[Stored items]
━━━

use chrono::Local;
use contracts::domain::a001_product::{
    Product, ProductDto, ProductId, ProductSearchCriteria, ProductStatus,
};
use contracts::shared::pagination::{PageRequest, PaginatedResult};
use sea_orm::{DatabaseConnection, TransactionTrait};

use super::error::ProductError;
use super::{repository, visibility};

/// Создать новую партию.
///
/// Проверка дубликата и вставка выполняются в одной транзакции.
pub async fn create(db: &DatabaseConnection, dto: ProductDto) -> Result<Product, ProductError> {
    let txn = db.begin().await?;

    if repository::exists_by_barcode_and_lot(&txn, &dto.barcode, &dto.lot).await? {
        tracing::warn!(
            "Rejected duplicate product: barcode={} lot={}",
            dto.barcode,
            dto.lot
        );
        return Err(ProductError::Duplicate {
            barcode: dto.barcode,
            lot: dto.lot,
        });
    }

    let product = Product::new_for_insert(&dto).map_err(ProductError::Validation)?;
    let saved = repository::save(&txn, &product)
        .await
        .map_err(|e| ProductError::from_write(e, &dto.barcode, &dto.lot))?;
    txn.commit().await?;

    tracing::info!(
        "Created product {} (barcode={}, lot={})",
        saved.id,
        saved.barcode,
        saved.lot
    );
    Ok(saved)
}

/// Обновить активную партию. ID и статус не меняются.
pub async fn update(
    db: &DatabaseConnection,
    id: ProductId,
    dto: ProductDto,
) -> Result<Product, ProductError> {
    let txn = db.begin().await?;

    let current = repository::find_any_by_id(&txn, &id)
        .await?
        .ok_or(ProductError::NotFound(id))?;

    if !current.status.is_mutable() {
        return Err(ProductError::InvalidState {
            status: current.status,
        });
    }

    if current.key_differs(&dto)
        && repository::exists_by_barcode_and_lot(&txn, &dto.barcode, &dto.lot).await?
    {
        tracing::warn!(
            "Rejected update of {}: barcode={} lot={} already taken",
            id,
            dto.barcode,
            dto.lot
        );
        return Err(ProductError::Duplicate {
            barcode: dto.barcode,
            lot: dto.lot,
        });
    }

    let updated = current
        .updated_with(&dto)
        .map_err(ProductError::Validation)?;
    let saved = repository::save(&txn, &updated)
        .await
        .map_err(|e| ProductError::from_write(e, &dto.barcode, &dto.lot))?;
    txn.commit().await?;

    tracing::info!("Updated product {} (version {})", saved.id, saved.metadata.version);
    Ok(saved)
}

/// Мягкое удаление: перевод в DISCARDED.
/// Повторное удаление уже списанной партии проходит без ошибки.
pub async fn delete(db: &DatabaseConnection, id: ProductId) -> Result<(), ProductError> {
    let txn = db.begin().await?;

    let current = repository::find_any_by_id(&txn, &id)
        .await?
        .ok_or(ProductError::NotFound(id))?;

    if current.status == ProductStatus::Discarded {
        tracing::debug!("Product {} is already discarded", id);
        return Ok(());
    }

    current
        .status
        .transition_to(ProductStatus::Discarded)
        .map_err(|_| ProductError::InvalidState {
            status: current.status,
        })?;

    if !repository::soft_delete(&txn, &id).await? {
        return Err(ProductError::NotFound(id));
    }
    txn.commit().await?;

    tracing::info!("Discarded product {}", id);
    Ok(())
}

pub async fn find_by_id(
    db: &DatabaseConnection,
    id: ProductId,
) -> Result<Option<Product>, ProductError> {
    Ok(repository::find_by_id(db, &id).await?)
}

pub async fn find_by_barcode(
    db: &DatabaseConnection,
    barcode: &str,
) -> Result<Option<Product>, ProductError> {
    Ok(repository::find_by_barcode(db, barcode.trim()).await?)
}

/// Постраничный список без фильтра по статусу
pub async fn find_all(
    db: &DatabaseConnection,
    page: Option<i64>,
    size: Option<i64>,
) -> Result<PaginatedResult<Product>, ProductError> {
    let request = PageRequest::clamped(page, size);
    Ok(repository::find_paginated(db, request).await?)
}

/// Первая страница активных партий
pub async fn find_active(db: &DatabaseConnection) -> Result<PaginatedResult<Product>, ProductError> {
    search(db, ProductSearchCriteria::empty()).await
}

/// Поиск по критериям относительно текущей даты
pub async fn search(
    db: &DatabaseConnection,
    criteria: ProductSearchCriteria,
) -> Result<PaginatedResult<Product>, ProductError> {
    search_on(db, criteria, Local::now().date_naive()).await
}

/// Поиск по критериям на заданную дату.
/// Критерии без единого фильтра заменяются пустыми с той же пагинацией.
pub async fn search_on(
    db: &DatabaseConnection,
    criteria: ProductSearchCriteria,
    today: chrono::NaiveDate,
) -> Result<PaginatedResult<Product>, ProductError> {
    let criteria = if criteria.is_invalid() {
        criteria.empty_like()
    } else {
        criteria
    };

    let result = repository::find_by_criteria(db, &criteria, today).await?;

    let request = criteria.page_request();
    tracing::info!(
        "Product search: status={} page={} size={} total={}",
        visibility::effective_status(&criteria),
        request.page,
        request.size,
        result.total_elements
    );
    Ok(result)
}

━━━

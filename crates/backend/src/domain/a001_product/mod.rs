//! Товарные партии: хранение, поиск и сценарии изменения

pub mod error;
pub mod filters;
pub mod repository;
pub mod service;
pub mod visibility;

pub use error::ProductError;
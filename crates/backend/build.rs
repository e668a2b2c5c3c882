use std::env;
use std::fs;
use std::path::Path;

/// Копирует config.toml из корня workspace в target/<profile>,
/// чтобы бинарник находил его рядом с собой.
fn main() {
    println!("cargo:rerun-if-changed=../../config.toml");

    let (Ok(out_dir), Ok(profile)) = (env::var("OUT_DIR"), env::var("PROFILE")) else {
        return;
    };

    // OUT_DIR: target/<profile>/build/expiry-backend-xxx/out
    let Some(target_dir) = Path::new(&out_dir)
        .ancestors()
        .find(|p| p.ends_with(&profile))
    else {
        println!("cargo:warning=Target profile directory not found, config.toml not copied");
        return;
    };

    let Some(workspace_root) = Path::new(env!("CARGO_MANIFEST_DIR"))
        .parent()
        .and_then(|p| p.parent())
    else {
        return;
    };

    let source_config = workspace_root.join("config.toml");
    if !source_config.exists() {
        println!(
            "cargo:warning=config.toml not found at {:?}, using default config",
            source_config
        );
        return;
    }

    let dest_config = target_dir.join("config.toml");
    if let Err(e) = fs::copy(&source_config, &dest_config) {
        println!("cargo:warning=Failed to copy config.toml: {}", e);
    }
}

━━━

## EXERCISE
Return each line of the data where the word "Option" appears.

## OUTPUT
) -> Result<Option<Product>, ProductError> {
) -> Result<Option<Product>, ProductError> {
    page: Option<i64>,
    size: Option<i64>,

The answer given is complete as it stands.